No se me dejen llevar por lo romántico que este post no derrota por esos lares sino más bien por una cuestión de supervivencia. Nos referimos a esas ‘costumbres’ de algunos insectos, o mejor dicho ‘insectas’ de comerse al macho tras la cópula.

Este canibalismo es francamente famoso gracias a la mantis regiliosa, pero también lo practican otros, como arañas y artrópodos. El caso es que los investigadores han descubierto que los sufridos machos desarrollan sus estratagemas para evitar ser engullidos en el último beso. Los machos de las arañas vivero (Pisaurina mira), aunque no hayan leído las 50 sombras de Grey, se decantan por el ‘bondage’:  atan con hilos de seda a la hembra y la inmovilizan.

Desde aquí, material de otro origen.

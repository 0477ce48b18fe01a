//! Thread-safe name -> declaration map.

use crate::component::ComponentDeclaration;
use crate::error::{Result, WidgetError};
use std::collections::HashMap;
use std::path::PathBuf;
use std::sync::{Arc, Mutex, MutexGuard, OnceLock, PoisonError};
use tracing::{info, warn};

static INSTANCE: OnceLock<Arc<ComponentRegistry>> = OnceLock::new();

/// What a call to [`ComponentRegistry::register`] did to the map.
#[derive(Debug, Clone, PartialEq, Eq)]
pub enum RegisterOutcome {
    /// No component was registered under this name.
    Inserted,
    /// An equal declaration was already registered.
    Unchanged,
    /// A different declaration was overridden.
    Replaced { previous: ComponentDeclaration },
}

/// Registry of declared components.
///
/// At most one declaration per name; the last registration wins. The map is
/// guarded by a single mutex held only for the insert or lookup itself.
#[derive(Debug, Default)]
pub struct ComponentRegistry {
    components: Mutex<HashMap<String, ComponentDeclaration>>,
}

impl ComponentRegistry {
    /// Create an empty registry.
    ///
    /// Hosts normally use [`ComponentRegistry::instance`]; separate registries
    /// are useful for tests and embedded hosts.
    pub fn new() -> Self {
        Self::default()
    }

    /// Returns the process-wide registry, creating it on first access.
    pub fn instance() -> Arc<Self> {
        INSTANCE.get_or_init(|| Arc::new(Self::new())).clone()
    }

    fn lock(&self) -> MutexGuard<'_, HashMap<String, ComponentDeclaration>> {
        // The map holds no invariant a panicking writer could break halfway.
        self.components.lock().unwrap_or_else(PoisonError::into_inner)
    }

    /// Register a component, replacing any previous declaration of the same
    /// name.
    ///
    /// Local components must point at an existing directory.
    pub fn register(&self, component: ComponentDeclaration) -> Result<RegisterOutcome> {
        if let Some(abspath) = component.abspath() {
            if !abspath.is_dir() {
                return Err(WidgetError::config(format!(
                    "No such component directory: '{}'",
                    abspath.display()
                )));
            }
        }

        let existing = {
            let mut components = self.lock();
            components.insert(component.name().to_string(), component.clone())
        };

        let outcome = match existing {
            None => RegisterOutcome::Inserted,
            Some(previous) if previous == component => RegisterOutcome::Unchanged,
            Some(previous) => {
                warn!("{} overriding previously-registered {}", component, previous);
                RegisterOutcome::Replaced { previous }
            }
        };

        info!("Registered component {}", component);
        Ok(outcome)
    }

    /// The absolute directory of a locally served component.
    ///
    /// `None` for unregistered names and for url-backed components.
    pub fn component_path(&self, name: &str) -> Option<PathBuf> {
        self.lock().get(name).and_then(ComponentDeclaration::abspath)
    }

    /// The current declaration registered under `name`.
    pub fn get(&self, name: &str) -> Option<ComponentDeclaration> {
        self.lock().get(name).cloned()
    }

    /// Registered component names, sorted.
    pub fn names(&self) -> Vec<String> {
        let mut names: Vec<String> = self.lock().keys().cloned().collect();
        names.sort();
        names
    }

    pub fn len(&self) -> usize {
        self.lock().len()
    }

    pub fn is_empty(&self) -> bool {
        self.lock().is_empty()
    }
}

#[cfg(test)]
mod tests {
    use super::*;
    use std::sync::atomic::{AtomicUsize, Ordering};
    use std::thread;
    use tempfile::TempDir;
    use tracing::{Event, Level, Subscriber};
    use tracing_subscriber::layer::{Context, SubscriberExt};
    use tracing_subscriber::Layer;

    /// Counts WARN events seen on the current thread.
    #[derive(Clone, Default)]
    struct WarnCounter(Arc<AtomicUsize>);

    impl<S: Subscriber> Layer<S> for WarnCounter {
        fn on_event(&self, event: &Event<'_>, _ctx: Context<'_, S>) {
            if *event.metadata().level() == Level::WARN {
                self.0.fetch_add(1, Ordering::SeqCst);
            }
        }
    }

    /// Run `f` and return how many warnings it logged.
    fn count_warnings(f: impl FnOnce()) -> usize {
        let counter = WarnCounter::default();
        let subscriber = tracing_subscriber::registry().with(counter.clone());
        tracing::subscriber::with_default(subscriber, f);
        counter.0.load(Ordering::SeqCst)
    }

    #[test]
    fn test_register_local_component() {
        let temp_dir = TempDir::new().unwrap();
        let registry = ComponentRegistry::new();

        let outcome = registry
            .register(ComponentDeclaration::from_path("slider", temp_dir.path()))
            .unwrap();

        assert_eq!(outcome, RegisterOutcome::Inserted);
        assert_eq!(
            registry.component_path("slider"),
            Some(std::path::absolute(temp_dir.path()).unwrap())
        );
    }

    #[test]
    fn test_register_missing_directory_fails() {
        let temp_dir = TempDir::new().unwrap();
        let missing = temp_dir.path().join("does-not-exist");
        let registry = ComponentRegistry::new();

        let result = registry.register(ComponentDeclaration::from_path("slider", &missing));

        match result {
            Err(WidgetError::Config { message }) => {
                assert!(message.contains("No such component directory"));
            }
            other => panic!("expected config error, got {:?}", other),
        }
        assert!(registry.get("slider").is_none());
    }

    #[test]
    fn test_register_file_instead_of_directory_fails() {
        let temp_dir = TempDir::new().unwrap();
        let file = temp_dir.path().join("index.html");
        std::fs::write(&file, "<html></html>").unwrap();
        let registry = ComponentRegistry::new();

        let result = registry.register(ComponentDeclaration::from_path("slider", &file));
        assert!(matches!(result, Err(WidgetError::Config { .. })));
    }

    #[test]
    fn test_url_component_has_no_path() {
        let registry = ComponentRegistry::new();
        registry
            .register(ComponentDeclaration::from_url(
                "slider",
                "http://localhost:3001",
            ))
            .unwrap();

        assert!(registry.get("slider").is_some());
        assert!(registry.component_path("slider").is_none());
        assert!(registry.component_path("unknown").is_none());
    }

    #[test]
    fn test_reregister_equal_is_unchanged() {
        let temp_dir = TempDir::new().unwrap();
        let registry = ComponentRegistry::new();
        let component = ComponentDeclaration::from_path("slider", temp_dir.path());

        registry.register(component.clone()).unwrap();
        let outcome = registry.register(component).unwrap();

        assert_eq!(outcome, RegisterOutcome::Unchanged);
        assert_eq!(registry.len(), 1);
    }

    #[test]
    fn test_reregister_different_replaces() {
        let temp_dir = TempDir::new().unwrap();
        let registry = ComponentRegistry::new();
        let local = ComponentDeclaration::from_path("slider", temp_dir.path());
        let remote = ComponentDeclaration::from_url("slider", "http://localhost:3001");

        registry.register(local.clone()).unwrap();
        let outcome = registry.register(remote.clone()).unwrap();

        assert_eq!(outcome, RegisterOutcome::Replaced { previous: local });
        assert_eq!(registry.get("slider"), Some(remote));
        assert!(registry.component_path("slider").is_none());
    }

    #[test]
    fn test_override_warns_exactly_once() {
        let temp_dir = TempDir::new().unwrap();
        let registry = ComponentRegistry::new();
        let local = ComponentDeclaration::from_path("slider", temp_dir.path());
        let remote = ComponentDeclaration::from_url("slider", "http://localhost:3001");

        let warnings = count_warnings(|| {
            registry.register(local.clone()).unwrap();
        });
        assert_eq!(warnings, 0);

        let warnings = count_warnings(|| {
            registry.register(local.clone()).unwrap();
        });
        assert_eq!(warnings, 0);

        let warnings = count_warnings(|| {
            registry.register(remote).unwrap();
        });
        assert_eq!(warnings, 1);
    }

    #[test]
    fn test_names_sorted() {
        let registry = ComponentRegistry::new();
        assert!(registry.is_empty());
        for name in ["knob", "chart", "slider"] {
            registry
                .register(ComponentDeclaration::from_url(name, "http://localhost"))
                .unwrap();
        }
        assert_eq!(registry.names(), vec!["chart", "knob", "slider"]);
    }

    #[test]
    fn test_instance_is_shared() {
        let a = ComponentRegistry::instance();
        let b = ComponentRegistry::instance();
        assert!(Arc::ptr_eq(&a, &b));
    }

    #[test]
    fn test_concurrent_registration() {
        let registry = Arc::new(ComponentRegistry::new());
        let handles: Vec<_> = (0..8)
            .map(|i| {
                let registry = Arc::clone(&registry);
                thread::spawn(move || {
                    let name = format!("component-{}", i);
                    registry
                        .register(ComponentDeclaration::from_url(
                            name.clone(),
                            "http://localhost",
                        ))
                        .unwrap();
                    assert!(registry.get(&name).is_some());
                })
            })
            .collect();

        for handle in handles {
            handle.join().unwrap();
        }
        assert_eq!(registry.len(), 8);
    }
}
//! Component declarations.
//!
//! A [`ComponentDeclaration`] names one integratable widget type and says
//! where its frontend bundle lives: a local directory served by the asset
//! server, or a remote URL served by someone else.

use crate::error::{Result, WidgetError};
use std::fmt;
use std::path::{Component, Path, PathBuf};

/// Where a component's frontend bundle is hosted.
#[derive(Debug, Clone, PartialEq, Eq, Hash)]
pub enum ComponentSource {
    /// A directory on this machine, served under the component route.
    Path(PathBuf),
    /// A remote URL; never served locally.
    Url(String),
}

/// A declared component type.
///
/// Immutable after construction. Two declarations are equal iff their name
/// and source (path or url) match.
#[derive(Debug, Clone, PartialEq, Eq, Hash)]
pub struct ComponentDeclaration {
    name: String,
    source: ComponentSource,
}

impl ComponentDeclaration {
    /// Create a declaration from an optional path and an optional url.
    ///
    /// Exactly one of `path` and `url` must be set.
    pub fn new(
        name: impl Into<String>,
        path: Option<PathBuf>,
        url: Option<String>,
    ) -> Result<Self> {
        let source = match (path, url) {
            (Some(path), None) => ComponentSource::Path(path),
            (None, Some(url)) => ComponentSource::Url(url),
            _ => {
                return Err(WidgetError::config(
                    "Either 'path' or 'url' must be set, but not both.",
                ))
            }
        };

        Ok(Self {
            name: name.into(),
            source,
        })
    }

    /// Declare a component served from a local directory.
    pub fn from_path(name: impl Into<String>, path: impl Into<PathBuf>) -> Self {
        Self {
            name: name.into(),
            source: ComponentSource::Path(path.into()),
        }
    }

    /// Declare a component served from a remote URL.
    pub fn from_url(name: impl Into<String>, url: impl Into<String>) -> Self {
        Self {
            name: name.into(),
            source: ComponentSource::Url(url.into()),
        }
    }

    pub fn name(&self) -> &str {
        &self.name
    }

    pub fn source(&self) -> &ComponentSource {
        &self.source
    }

    /// The declared path, if this component is local.
    pub fn path(&self) -> Option<&Path> {
        match &self.source {
            ComponentSource::Path(path) => Some(path),
            ComponentSource::Url(_) => None,
        }
    }

    /// The declared url, if this component is remote.
    pub fn url(&self) -> Option<&str> {
        match &self.source {
            ComponentSource::Path(_) => None,
            ComponentSource::Url(url) => Some(url),
        }
    }

    /// The absolute directory the component is served from, with `.` and
    /// `..` collapsed lexically.
    ///
    /// `None` for url-backed components.
    pub fn abspath(&self) -> Option<PathBuf> {
        self.path().map(|path| {
            let absolute = std::path::absolute(path).unwrap_or_else(|_| path.to_path_buf());
            normalize_lexically(&absolute)
        })
    }
}

/// Collapse `.` and `..` without touching the filesystem. `..` at the root
/// stays at the root.
fn normalize_lexically(path: &Path) -> PathBuf {
    let mut normalized = PathBuf::new();
    for component in path.components() {
        match component {
            Component::CurDir => {}
            Component::ParentDir => {
                if !matches!(
                    normalized.components().next_back(),
                    None | Some(Component::RootDir) | Some(Component::Prefix(_))
                ) {
                    normalized.pop();
                }
            }
            other => normalized.push(other.as_os_str()),
        }
    }
    normalized
}

impl fmt::Display for ComponentDeclaration {
    fn fmt(&self, f: &mut fmt::Formatter<'_>) -> fmt::Result {
        match &self.source {
            ComponentSource::Path(path) => write!(f, "'{}': {}", self.name, path.display()),
            ComponentSource::Url(url) => write!(f, "'{}': {}", self.name, url),
        }
    }
}

#[cfg(test)]
mod tests {
    use super::*;

    #[test]
    fn test_requires_exactly_one_source() {
        let both = ComponentDeclaration::new(
            "slider",
            Some(PathBuf::from("frontend/build")),
            Some("http://localhost:3001".to_string()),
        );
        assert!(matches!(both, Err(WidgetError::Config { .. })));

        let neither = ComponentDeclaration::new("slider", None, None);
        assert!(matches!(neither, Err(WidgetError::Config { .. })));
    }

    #[test]
    fn test_url_component_has_no_abspath() {
        let component =
            ComponentDeclaration::new("slider", None, Some("http://localhost:3001".into()))
                .unwrap();
        assert_eq!(component.url(), Some("http://localhost:3001"));
        assert!(component.path().is_none());
        assert!(component.abspath().is_none());
    }

    #[test]
    fn test_path_component_abspath_is_absolute() {
        let component = ComponentDeclaration::from_path("slider", "frontend/build");
        let abspath = component.abspath().unwrap();
        assert!(abspath.is_absolute());
        assert!(abspath.ends_with("frontend/build"));
    }

    #[test]
    fn test_abspath_collapses_parent_segments() {
        let direct = ComponentDeclaration::from_path("slider", "frontend/build");
        let roundabout = ComponentDeclaration::from_path("slider", "frontend/src/../build/.");
        assert_eq!(direct.abspath(), roundabout.abspath());
        assert!(!roundabout
            .abspath()
            .unwrap()
            .components()
            .any(|c| matches!(c, Component::ParentDir | Component::CurDir)));
    }

    #[test]
    fn test_normalize_lexically() {
        assert_eq!(
            normalize_lexically(Path::new("/srv/a/../b/./c")),
            PathBuf::from("/srv/b/c")
        );
        assert_eq!(normalize_lexically(Path::new("/../a")), PathBuf::from("/a"));
    }

    #[test]
    fn test_equality() {
        let a = ComponentDeclaration::from_path("slider", "a");
        assert_eq!(a, ComponentDeclaration::from_path("slider", "a"));
        assert_ne!(a, ComponentDeclaration::from_path("slider", "b"));
        assert_ne!(a, ComponentDeclaration::from_path("knob", "a"));
        assert_ne!(a, ComponentDeclaration::from_url("slider", "a"));
    }

    #[test]
    fn test_display() {
        let component = ComponentDeclaration::from_url("slider", "http://localhost:3001");
        assert_eq!(component.to_string(), "'slider': http://localhost:3001");
    }
}
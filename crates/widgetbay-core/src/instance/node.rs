//! The UI node produced by one component instance.

use serde::Serialize;

/// A tabular argument after encoding, tagged with its argument name.
#[derive(Debug, Clone, Default, PartialEq, Eq, Serialize)]
pub struct TableArg {
    pub key: String,
    pub data: Vec<u8>,
}

/// Render instruction for one component instance.
#[derive(Debug, Clone, Default, PartialEq, Eq, Serialize)]
pub struct ComponentNode {
    pub component_name: String,
    /// Set only for url-backed components.
    #[serde(skip_serializing_if = "Option::is_none")]
    pub url: Option<String>,
    /// JSON object of all non-tabular arguments.
    pub args_json: String,
    pub args_tables: Vec<TableArg>,
}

Según un estudio publicado en  Biology Letters, los científicos no habían detectado que en esta especie se producía canibalismo sexual. Y eso es gracias a la evolución. Sus patas se han vuelto más largas que las de las hembras para poder envolverla con seda, antes o durante la cópula.

En el experimento, ‘los malvados’ científicos inhabilitaron la producción de seda a los machos y comprobaron que tras la cópula eran devorados por las hembras.

En esta ocasión, la evolución ha jugado en favor de los machos de la especie y les ha ofrecido una nueva oportunidad para seguir gozando de la coyunda.